Where in the past up-standingness and ethics were admired, offered opportunity for socio-economic ascension, and distinguished whether one was properly raised, these are no longer seen as important or have been pushed far down the pole of human relationships.
Politics has become a crude form of Machiavellianism, leaving one to wonder when ethics and reasoning have fled men/women once thought to possess such aptitude. This is peculiar in a multiethnic society when harmony and equity rely on valuing the input of all and all functioning at some uniformed standard of acceptable and unacceptable behaviour.

Efforts to justify acts are driven by what means are deemed necessary to justify the end. It’s astonishing to listen to men entangle themselves, in feigned intelligence and logic, in the pursuit of their brand of happiness.
Deception has become the new norm. This is happening across the political spectrum and does not augur well for Guyana. Said attitude will make people become disillusioned in the political process, thinking political involvement necessitates selling their souls and treating the other as enemy not as their fellowman.

And where sections of the business community are earning the reputation of being more interested in themselves than country, Guyana stands out as a place where the entrepreneurial class operates as hustlers.

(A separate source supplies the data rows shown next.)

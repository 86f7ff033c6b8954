/// Configuration management for the Zapflow engine
///
/// Handles server configuration, database location, and the outbound
/// messaging transport settings.

use serde::{Deserialize, Serialize};

/// Main application configuration
#[derive(Debug, Clone, Serialize, Deserialize)]
pub struct Config {
    /// Server configuration
    pub server: ServerConfig,
    /// Database configuration
    pub database: DatabaseConfig,
    /// Outbound messaging transport configuration
    pub messaging: MessagingConfig,
}

/// HTTP server configuration
#[derive(Debug, Clone, Serialize, Deserialize)]
pub struct ServerConfig {
    /// Server bind address (e.g., "0.0.0.0")
    pub host: String,
    /// Server port number
    pub port: u16,
}

/// SQLite database configuration
#[derive(Debug, Clone, Serialize, Deserialize)]
pub struct DatabaseConfig {
    /// Directory holding the zapflow.db file (default: "data")
    pub data_dir: String,
}

/// Outbound messaging provider configuration
///
/// The transport posts provider-shaped JSON to {api_base}/{phone_number_id}/messages.
#[derive(Debug, Clone, Serialize, Deserialize)]
pub struct MessagingConfig {
    /// Provider API base URL
    pub api_base: String,
    /// Bearer token for the provider API
    pub api_token: String,
    /// Provider phone number id the default channel profile sends from
    pub phone_number_id: String,
}

impl Default for Config {
    /// Default configuration with ENV_VAR support for container deployment
    fn default() -> Self {
        Self {
            server: ServerConfig {
                host: std::env::var("ZAPFLOW_HOST").unwrap_or_else(|_| "0.0.0.0".to_string()),
                port: std::env::var("ZAPFLOW_PORT")
                    .unwrap_or_else(|_| "3010".to_string())
                    .parse()
                    .unwrap_or(3010),
            },
            database: DatabaseConfig {
                data_dir: std::env::var("ZAPFLOW_DATA_DIR").unwrap_or_else(|_| "data".to_string()),
            },
            messaging: MessagingConfig {
                api_base: std::env::var("ZAPFLOW_MESSAGING_API_BASE")
                    .unwrap_or_else(|_| "https://graph.facebook.com/v19.0".to_string()),
                api_token: std::env::var("ZAPFLOW_MESSAGING_API_TOKEN").unwrap_or_default(),
                phone_number_id: std::env::var("ZAPFLOW_PHONE_NUMBER_ID").unwrap_or_default(),
            },
        }
    }
}
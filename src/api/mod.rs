/// HTTP API layer
///
/// REST endpoints for automation management and inbound trigger
/// ingestion:
/// - Automation CRUD with registry hot-reload
/// - Run record and node log reads
/// - Trigger dispatch (202, execution runs out-of-band)

// Automation management endpoints (POST/GET/PUT/DELETE)
pub mod automations;

// Inbound trigger dispatch endpoints
pub mod triggers;

// Re-export router builders
pub use automations::create_automation_routes;
pub use triggers::create_trigger_routes;
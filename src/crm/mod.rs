/// CRM layer - deals and pipeline stages
///
/// Minimal deal pipeline the CRM action handlers operate on. Stages are
/// a reference table owned by the (out-of-scope) editor; deals are
/// created and advanced by automation runs.

use anyhow::Result;
use chrono::Utc;
use serde::{Deserialize, Serialize};
use sqlx::{sqlite::SqlitePool, Row};
use uuid::Uuid;

/// A deal attached to a contact
#[derive(Debug, Clone, Serialize, Deserialize)]
pub struct Deal {
    /// Unique deal identifier (UUID)
    pub id: String,
    /// Contact the deal belongs to
    pub contact_id: String,
    /// Owning team identifier
    pub team_id: String,
    /// Deal title
    pub title: String,
    /// Current pipeline stage
    pub stage_id: String,
    /// open | won | lost
    pub status: String,
}

/// A pipeline stage reference row
#[derive(Debug, Clone, Serialize, Deserialize)]
pub struct PipelineStage {
    pub id: String,
    pub team_id: String,
    pub name: String,
    pub position: i64,
}

/// SQLite-based deal storage manager
#[derive(Debug, Clone)]
pub struct DealStorage {
    /// SQLite connection pool
    pool: SqlitePool,
}

impl DealStorage {
    /// Create new storage instance with database connection
    pub fn new(pool: SqlitePool) -> Self {
        Self { pool }
    }

    /// Initialize the deal storage schema
    pub async fn init_schema(&self) -> Result<()> {
        sqlx::query(
            r#"
            CREATE TABLE IF NOT EXISTS pipeline_stages (
                id TEXT PRIMARY KEY,
                team_id TEXT NOT NULL,
                name TEXT NOT NULL,
                position INTEGER NOT NULL DEFAULT 0
            )
            "#,
        )
        .execute(&self.pool)
        .await?;

        sqlx::query(
            r#"
            CREATE TABLE IF NOT EXISTS deals (
                id TEXT PRIMARY KEY,
                contact_id TEXT NOT NULL,
                team_id TEXT NOT NULL,
                title TEXT NOT NULL,
                stage_id TEXT NOT NULL,
                status TEXT NOT NULL DEFAULT 'open',
                created_at TEXT NOT NULL,
                updated_at TEXT NOT NULL
            )
            "#,
        )
        .execute(&self.pool)
        .await?;

        sqlx::query("CREATE INDEX IF NOT EXISTS idx_deals_contact ON deals(contact_id, status)")
            .execute(&self.pool)
            .await?;

        Ok(())
    }

    /// Look up a pipeline stage by id
    pub async fn get_stage(&self, stage_id: &str) -> Result<Option<PipelineStage>> {
        let row = sqlx::query("SELECT id, team_id, name, position FROM pipeline_stages WHERE id = ?")
            .bind(stage_id)
            .fetch_optional(&self.pool)
            .await?;

        Ok(row.map(|row| PipelineStage {
            id: row.get("id"),
            team_id: row.get("team_id"),
            name: row.get("name"),
            position: row.get("position"),
        }))
    }

    /// Insert a pipeline stage (used by fixtures and the editor API)
    pub async fn save_stage(&self, stage: &PipelineStage) -> Result<()> {
        sqlx::query(
            r#"
            INSERT INTO pipeline_stages (id, team_id, name, position)
            VALUES (?, ?, ?, ?)
            ON CONFLICT(id) DO UPDATE SET name = excluded.name, position = excluded.position
            "#,
        )
        .bind(&stage.id)
        .bind(&stage.team_id)
        .bind(&stage.name)
        .bind(stage.position)
        .execute(&self.pool)
        .await?;

        Ok(())
    }

    /// Create an open deal for a contact in the given stage
    pub async fn create_deal(
        &self,
        contact_id: &str,
        team_id: &str,
        title: &str,
        stage_id: &str,
    ) -> Result<Deal> {
        let deal = Deal {
            id: Uuid::new_v4().to_string(),
            contact_id: contact_id.to_string(),
            team_id: team_id.to_string(),
            title: title.to_string(),
            stage_id: stage_id.to_string(),
            status: "open".to_string(),
        };
        let now = Utc::now().to_rfc3339();

        sqlx::query(
            r#"
            INSERT INTO deals (id, contact_id, team_id, title, stage_id, status, created_at, updated_at)
            VALUES (?, ?, ?, ?, ?, ?, ?, ?)
            "#,
        )
        .bind(&deal.id)
        .bind(&deal.contact_id)
        .bind(&deal.team_id)
        .bind(&deal.title)
        .bind(&deal.stage_id)
        .bind(&deal.status)
        .bind(&now)
        .bind(&now)
        .execute(&self.pool)
        .await?;

        Ok(deal)
    }

    /// Find the most recent open deal for a contact
    pub async fn find_open_deal(&self, contact_id: &str) -> Result<Option<Deal>> {
        let row = sqlx::query(
            "SELECT id, contact_id, team_id, title, stage_id, status \
             FROM deals WHERE contact_id = ? AND status = 'open' \
             ORDER BY created_at DESC LIMIT 1",
        )
        .bind(contact_id)
        .fetch_optional(&self.pool)
        .await?;

        Ok(row.map(|row| Deal {
            id: row.get("id"),
            contact_id: row.get("contact_id"),
            team_id: row.get("team_id"),
            title: row.get("title"),
            stage_id: row.get("stage_id"),
            status: row.get("status"),
        }))
    }

    /// Move a deal to another pipeline stage
    pub async fn update_deal_stage(&self, deal_id: &str, stage_id: &str) -> Result<()> {
        let now = Utc::now().to_rfc3339();

        sqlx::query("UPDATE deals SET stage_id = ?, updated_at = ? WHERE id = ?")
            .bind(stage_id)
            .bind(&now)
            .bind(deal_id)
            .execute(&self.pool)
            .await?;

        Ok(())
    }
}
/// Zapflow server entry point
///
/// Initializes logging and configuration, then starts the HTTP server:
/// - Automation management API at /api/automations/*
/// - Trigger ingestion at /trigger/{automation_id}/{node_id}
/// - Health check at /healthz

use zapflow::{config::Config, server::start_server};

#[tokio::main]
async fn main() -> Result<(), Box<dyn std::error::Error>> {
    tracing_subscriber::fmt()
        .with_target(false)
        .with_thread_ids(true)
        .with_level(true)
        .init();

    // Configuration defaults with ZAPFLOW_* environment overrides
    let config = Config::default();

    start_server(config).await?;

    Ok(())
}
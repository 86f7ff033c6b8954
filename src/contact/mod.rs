/// Contact layer - the acting entity automations operate on
///
/// - Type definitions (Contact)
/// - SQLite persistence with sqlx (JSON columns for tags/custom fields)

pub mod storage;
pub mod types;

pub use storage::ContactStorage;
pub use types::Contact;
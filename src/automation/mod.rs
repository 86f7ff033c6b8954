/// Automation Management Layer
///
/// This module handles automation graph definitions, persistence, and the
/// hot-reload registry:
/// - Type definitions (Automation, Node, Edge)
/// - SQLite persistence with sqlx
/// - Lock-free hot-reload registry using ArcSwap

// Core automation type definitions
pub mod types;

// SQLite persistence layer for automation storage
pub mod storage;

// Hot-reload registry using ArcSwap for zero-downtime updates
pub mod registry;

// Re-export commonly used types
pub use types::{Automation, AutomationStatus, Edge, Node, NodeData, NodeKind};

They are interested only to associate or dissociate when they think their bottom line (revenue) would be affected. The pride in corporate citizenship seen in other societies is of miniscule or no value here.
The foundational aspiration to becoming One People, One Nation, One Destiny is under constant threat. The grabalicious, scheming and selfish subcultures are taking hold. There is the feeling that sense of community, a common/shared belief is coming apart at the seams. Yet it was the community and shared beliefs that guided the evolution of Guyana and kept the diverse people together, in spite of historical cultures.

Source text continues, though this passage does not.